4.Illustrate inheritance in Java.

Inheritance in Java is a mechanism where one class (called the subclass or child class) acquires the properties and behaviors (fields and methods) of another class (called the superclass or parent class).
It promotes code reusability and method overriding.

Example:

class Vehicle {
    void start() {
        System.out.println("Vehicle starts");
    }
}

class Car extends Vehicle {
    void drive() {
        System.out.println("Car drives");
    }
}

public class Test {
    public static void main(String[] args) {
        Car c = new Car();
        c.start(); // inherited from Vehicle
        c.drive(); // defined in Car
    }
}

Output:
Vehicle starts Car drives

5.Using proper examples, give the difference between interfaces and abstract classes in Java.

🧩 1. Definition

Feature	Abstract Class	Interface
Purpose	Used when classes share a common base with                            some   shared implementation.	Used to define a contract that classes must follow.
Keyword	abstract	interface

---

🧠 2. Example of Abstract Class

abstract class Animal {
    abstract void sound();   // abstract method

    void eat() {             // concrete method
        System.out.println("This animal eats food.");
    }
}

class Dog extends Animal {
    void sound() {
        System.out.println("Dog barks");
    }
}

public class TestAbstract {
    public static void main(String[] args) {
        Dog d = new Dog();
        d.sound();
        d.eat();
    }
}

Output:

Dog barks
This animal eats food.

✅ Key Point: Abstract classes can have both abstract and concrete methods.

---

⚙️ 3. Example of Interface

interface Vehicle {
    void start();  // abstract method (implicitly public and abstract)
}

class Car implements Vehicle {
    public void start() {
        System.out.println("Car starts with a key");
    }
}

public class TestInterface {
    public static void main(String[] args) {
        Car c = new Car();
        c.start();
    }
}

Output:

Car starts with a key

✅ Key Point: Interfaces contain only abstract methods (till Java 7), but from Java 8 onward, they can include default and static methods.

---

📘 4. Summary Table

Feature	Abstract Class	Interface
Methods	Can have abstract and concrete methods	Can have only abstract (and default/static) methods
Variables	Can have instance variables	Variables are implicitly public static final (constants)
Inheritance	Class can extend only one abstract class	Class can implement multiple interfaces
Constructor	Can have constructors	Cannot have constructors
Use Case	When classes share common behavior	When classes share common capabilities

---

💡 In Short:

• Use abstract class when you want to share code among related classes.

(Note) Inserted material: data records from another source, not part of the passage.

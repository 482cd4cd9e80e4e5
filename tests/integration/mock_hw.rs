//! Mock adapters for integration tests.
//!
//! A shared [`Timeline`] gives the pump pin, the delay and the clock one
//! virtual time axis, so tests can assert on exact ON/OFF edges without
//! sleeping.

use std::cell::RefCell;
use std::collections::VecDeque;
use std::rc::Rc;

use embedded_hal::delay::DelayNs;
use embedded_hal::digital::{ErrorKind, ErrorType, OutputPin};

use irrigator::app::decision::{WateringDecision, parse_decision_response};
use irrigator::app::events::AppEvent;
use irrigator::app::ports::{
    ConnectivityPort, DecisionPort, DecisionRequest, EventSink, RawReadings, SensorPort, TimePort,
};
use irrigator::calibration::TerminationSignal;
use irrigator::error::{ConnectivityError, DecisionError, SensorError};

// ── Virtual time ──────────────────────────────────────────────

#[derive(Debug, Default)]
pub struct Timeline {
    pub now_ms: u64,
    /// `(time, high)` for every pin write.
    pub edges: Vec<(u64, bool)>,
    /// Every delay, in order.
    pub sleeps: Vec<u32>,
}

pub type SharedTimeline = Rc<RefCell<Timeline>>;

pub fn timeline() -> SharedTimeline {
    Rc::new(RefCell::new(Timeline::default()))
}

pub struct VirtualDelay(pub SharedTimeline);

impl DelayNs for VirtualDelay {
    fn delay_ns(&mut self, ns: u32) {
        let mut t = self.0.borrow_mut();
        t.now_ms += u64::from(ns / 1_000_000);
    }

    fn delay_ms(&mut self, ms: u32) {
        let mut t = self.0.borrow_mut();
        t.now_ms += u64::from(ms);
        t.sleeps.push(ms);
    }
}

pub struct VirtualClock(pub SharedTimeline);

impl TimePort for VirtualClock {
    fn uptime_ms(&self) -> u64 {
        self.0.borrow().now_ms
    }
}

// ── Pump pin ──────────────────────────────────────────────────

#[derive(Debug, Clone, Copy, PartialEq, Eq)]
pub struct PinFault;

impl embedded_hal::digital::Error for PinFault {
    fn kind(&self) -> ErrorKind {
        ErrorKind::Other
    }
}

/// Output pin that logs each write on the timeline.
pub struct RecordingPin {
    timeline: SharedTimeline,
    /// Fail the n-th `set_low` (0-based), once.
    fail_low_at: Option<usize>,
    lows: usize,
}

#[allow(dead_code)]
impl RecordingPin {
    pub fn new(timeline: &SharedTimeline) -> Self {
        Self {
            timeline: Rc::clone(timeline),
            fail_low_at: None,
            lows: 0,
        }
    }

    pub fn failing_low_at(timeline: &SharedTimeline, n: usize) -> Self {
        Self {
            fail_low_at: Some(n),
            ..Self::new(timeline)
        }
    }
}

impl ErrorType for RecordingPin {
    type Error = PinFault;
}

impl OutputPin for RecordingPin {
    fn set_low(&mut self) -> Result<(), PinFault> {
        let n = self.lows;
        self.lows += 1;
        if self.fail_low_at == Some(n) {
            return Err(PinFault);
        }
        let mut t = self.timeline.borrow_mut();
        let now = t.now_ms;
        t.edges.push((now, false));
        Ok(())
    }

    fn set_high(&mut self) -> Result<(), PinFault> {
        let mut t = self.timeline.borrow_mut();
        let now = t.now_ms;
        t.edges.push((now, true));
        Ok(())
    }
}

#[allow(dead_code)]
impl Timeline {
    /// Last written level, `None` before any write.
    pub fn level(&self) -> Option<bool> {
        self.edges.last().map(|&(_, high)| high)
    }

    pub fn high_edges(&self) -> Vec<u64> {
        self.edges.iter().filter(|(_, high)| *high).map(|&(t, _)| t).collect()
    }
}

// ── Sensors ───────────────────────────────────────────────────

/// Replays a script; the last entry repeats forever.
pub struct ScriptedSensors {
    script: VecDeque<Result<RawReadings, SensorError>>,
    last: Result<RawReadings, SensorError>,
    pub reads: u32,
}

#[allow(dead_code)]
impl ScriptedSensors {
    pub fn new(script: Vec<Result<RawReadings, SensorError>>) -> Self {
        Self {
            script: script.into(),
            last: Err(SensorError::AdcReadFailed),
            reads: 0,
        }
    }

    pub fn constant(moisture: u16, light: u16) -> Self {
        Self::new(vec![Ok(RawReadings { moisture, light })])
    }
}

impl SensorPort for ScriptedSensors {
    fn read_raw(&mut self) -> Result<RawReadings, SensorError> {
        self.reads += 1;
        if let Some(next) = self.script.pop_front() {
            self.last = next;
        }
        self.last
    }
}

/// Presses the calibration button after every `every` reads.
pub struct ButtonPressEvery<'a, S> {
    pub inner: S,
    signal: &'a TerminationSignal,
    every: u32,
    count: u32,
}

impl<'a, S> ButtonPressEvery<'a, S> {
    pub fn new(inner: S, signal: &'a TerminationSignal, every: u32) -> Self {
        Self {
            inner,
            signal,
            every,
            count: 0,
        }
    }
}

impl<S: SensorPort> SensorPort for ButtonPressEvery<'_, S> {
    fn read_raw(&mut self) -> Result<RawReadings, SensorError> {
        let r = self.inner.read_raw();
        self.count += 1;
        if self.count % self.every == 0 {
            self.signal.trigger();
        }
        r
    }
}

pub fn raw(moisture: u16, light: u16) -> Result<RawReadings, SensorError> {
    Ok(RawReadings { moisture, light })
}

// ── Network ───────────────────────────────────────────────────

#[derive(Default)]
pub struct MockNet {
    pub connected: bool,
    pub polls: u32,
}

#[allow(dead_code)]
impl MockNet {
    pub fn online() -> Self {
        Self {
            connected: true,
            polls: 0,
        }
    }

    pub fn offline() -> Self {
        Self::default()
    }
}

impl ConnectivityPort for MockNet {
    fn connect(&mut self) -> Result<(), ConnectivityError> {
        if self.connected {
            Ok(())
        } else {
            Err(ConnectivityError::ConnectionFailed)
        }
    }

    fn poll(&mut self) {
        self.polls += 1;
    }

    fn is_connected(&self) -> bool {
        self.connected
    }
}

// ── Decision service ──────────────────────────────────────────

/// Answers from a queue; the last answer repeats.
pub struct MockDecider {
    answers: VecDeque<Result<WateringDecision, DecisionError>>,
    last: Result<WateringDecision, DecisionError>,
    pub requests: Vec<DecisionRequest>,
}

#[allow(dead_code)]
impl MockDecider {
    pub fn answering(answers: Vec<Result<WateringDecision, DecisionError>>) -> Self {
        Self {
            answers: answers.into(),
            last: Err(DecisionError::Transport),
            requests: Vec::new(),
        }
    }

    /// Answer every request with this HTTP status and body.
    pub fn http(status: u16, body: &str) -> Self {
        Self::answering(vec![parse_decision_response(status, body.as_bytes())])
    }

    pub fn water(yes: bool) -> Self {
        Self::answering(vec![Ok(WateringDecision {
            needs_watering: yes,
            message: if yes { "soil is dry".into() } else { "soil is fine".into() },
        })])
    }

    pub fn failing(e: DecisionError) -> Self {
        Self::answering(vec![Err(e)])
    }
}

impl DecisionPort for MockDecider {
    fn decide(&mut self, request: &DecisionRequest) -> Result<WateringDecision, DecisionError> {
        self.requests.push(*request);
        if let Some(next) = self.answers.pop_front() {
            self.last = next;
        }
        self.last.clone()
    }
}

// ── Event sink ────────────────────────────────────────────────

/// Event sink that records all emitted events.
#[derive(Default)]
pub struct RecordingSink {
    pub events: Vec<AppEvent>,
}

#[allow(dead_code)]
impl RecordingSink {
    pub fn new() -> Self {
        Self::default()
    }

    pub fn count(&self, pred: impl Fn(&AppEvent) -> bool) -> usize {
        self.events.iter().filter(|e| pred(e)).count()
    }
}

impl EventSink for RecordingSink {
    fn emit(&mut self, event: &AppEvent) {
        self.events.push(event.clone());
    }
}
//! Raw ADC counts → 0-100 % mapping.
//!
//! Linear interpolation from a calibrated axis onto `[0, 100]`, always
//! clamped.  Argument order carries direction: `low` maps to 0 %, `high`
//! to 100 %.  Moisture probes read lower when wetter, so their axis is
//! built inverted (dry extreme first).

use core::fmt;

use log::warn;

use crate::calibration::range::RangeTracker;
use crate::error::MappingError;

/// A percentage guaranteed to lie in `[0, 100]`.
#[derive(Debug, Clone, Copy, PartialEq, Eq, PartialOrd, Ord, Hash)]
pub struct Percent(u8);

impl Percent {
    pub const MIN: Self = Self(0);
    pub const MAX: Self = Self(100);
    /// Returned when an axis has collapsed to a single point.
    pub const FALLBACK: Self = Self(50);

    /// Clamp an arbitrary integer into range.
    pub fn saturating(value: i64) -> Self {
        Self(value.clamp(0, 100) as u8)
    }

    pub fn get(self) -> u8 {
        self.0
    }
}

impl fmt::Display for Percent {
    fn fmt(&self, f: &mut fmt::Formatter<'_>) -> fmt::Result {
        write!(f, "{}%", self.0)
    }
}

/// Interpolate `raw` from `[axis_low, axis_high]` onto `[0, 100]`.
///
/// Integer arithmetic truncates toward zero, which within the domain is a
/// floor, so the result is monotonic in `raw`.  Readings outside the
/// calibrated domain (sensor drift, noise) clamp to the nearest bound.
pub fn normalize(raw: u16, axis_low: u16, axis_high: u16) -> Result<Percent, MappingError> {
    if axis_low == axis_high {
        return Err(MappingError::DegenerateAxis);
    }
    let offset = i64::from(raw) - i64::from(axis_low);
    let span = i64::from(axis_high) - i64::from(axis_low);
    Ok(Percent::saturating(offset * 100 / span))
}

/// A calibrated axis for one channel.
#[derive(Debug, Clone, Copy, PartialEq, Eq)]
pub struct Axis {
    /// Raw value that maps to 0 %.
    pub low: u16,
    /// Raw value that maps to 100 %.
    pub high: u16,
}

impl Axis {
    pub const fn new(low: u16, high: u16) -> Self {
        Self { low, high }
    }

    /// Inverted axis: the driest (highest) raw value is 0 % wet.
    pub fn moisture(range: &RangeTracker) -> Self {
        Self::new(range.observed_max(), range.observed_min())
    }

    /// Direct axis: the darkest (lowest) raw value is 0 % light.
    pub fn light(range: &RangeTracker) -> Self {
        Self::new(range.observed_min(), range.observed_max())
    }

    pub fn map(&self, raw: u16) -> Result<Percent, MappingError> {
        normalize(raw, self.low, self.high)
    }

    /// Like [`map`](Self::map) but resolves a degenerate axis to
    /// [`Percent::FALLBACK`].
    pub fn map_or_fallback(&self, raw: u16) -> Percent {
        match self.map(raw) {
            Ok(p) => p,
            Err(e) => {
                warn!("normalize: {} (axis {}..{}), using {}", e, self.low, self.high, Percent::FALLBACK);
                Percent::FALLBACK
            }
        }
    }
}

• Use interface when you want to define a common contract for unrelated classes.

6.You’re given this Java class:

1 import java.io.*;

2 public class ExceptionDemo {

3     public static int divide(int a, int b) {

4     return a / b;

5         }

6     public static void readFile(String path) throws    IOException {

7     FileInputStream fis = new FileInputStream(path);

8     fis.close();

9     }

10 public static void main(String[] args) {

11        String filePath = args[0];

12     int x = Integer.parseInt(args[1]);

13     int y = Integer.parseInt(args[2]);

14     try {

15     readFile(filePath);

16     System.out.println("Result: " + divide(x,y));

17     } catch (Exception e) {

18     e.printStackTrace();

19     }

20     }

21     }

(i) At which lines in this code might a checked exception be thrown?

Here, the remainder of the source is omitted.